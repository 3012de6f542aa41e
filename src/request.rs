use serde_json::Value;

use crate::error::RequestError;

/// Reads the message count `n` from a JSON request body.
///
/// A missing body, a missing key and `null` all mean `default`. Anything else
/// must be a non-negative integer, either as a JSON number or a numeric string.
pub fn count_from_body(body: &[u8], default: u32) -> Result<u32, RequestError> {
    if body.iter().all(u8::is_ascii_whitespace) {
        return Ok(default);
    }
    let json: Value = serde_json::from_slice(body)
        .map_err(|e| RequestError::InvalidParameter(format!("body is not valid JSON: {e}")))?;
    let object = json.as_object().ok_or_else(|| {
        RequestError::InvalidParameter("body must be a JSON object".to_string())
    })?;
    match object.get("n") {
        None | Some(Value::Null) => Ok(default),
        Some(value) => parse_count(value),
    }
}

fn parse_count(value: &Value) -> Result<u32, RequestError> {
    let parsed = match value {
        Value::Number(number) => number.as_u64().and_then(|n| u32::try_from(n).ok()),
        Value::String(text) => text.trim().parse::<u32>().ok(),
        _ => None,
    };
    parsed.ok_or_else(|| {
        RequestError::InvalidParameter(format!("`n` must be a non-negative integer, got {value}"))
    })
}

#[cfg(test)]
mod tests {
    use super::*;

    #[test]
    fn absent_count_uses_default() {
        assert_eq!(count_from_body(b"", 10), Ok(10));
        assert_eq!(count_from_body(b"  \n", 10), Ok(10));
        assert_eq!(count_from_body(br#"{}"#, 1), Ok(1));
        assert_eq!(count_from_body(br#"{"n": null}"#, 10), Ok(10));
    }

    #[test]
    fn accepts_numbers_and_numeric_strings() {
        assert_eq!(count_from_body(br#"{"n": 0}"#, 10), Ok(0));
        assert_eq!(count_from_body(br#"{"n": 25}"#, 10), Ok(25));
        assert_eq!(count_from_body(br#"{"n": "7"}"#, 10), Ok(7));
    }

    #[test]
    fn rejects_invalid_counts() {
        let bodies: [&[u8]; 8] = [
            br#"{"n": -1}"#,
            br#"{"n": "-3"}"#,
            br#"{"n": "ten"}"#,
            br#"{"n": 2.5}"#,
            br#"{"n": true}"#,
            br#"{"n": [1]}"#,
            br#"[1, 2]"#,
            b"n=5",
        ];
        for body in bodies {
            assert!(
                matches!(
                    count_from_body(body, 10),
                    Err(RequestError::InvalidParameter(_))
                ),
                "accepted {}",
                String::from_utf8_lossy(body)
            );
        }
    }
}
* * *
## Directions for this task
Reply with exactly the lines above from the one that contains "for body in" through the final line of the material, and with nothing else.

## Task response
        for body in bodies {
            assert!(
                matches!(
                    count_from_body(body, 10),
                    Err(RequestError::InvalidParameter(_))
                ),
                "accepted {}",
                String::from_utf8_lossy(body)
            );
        }
    }
}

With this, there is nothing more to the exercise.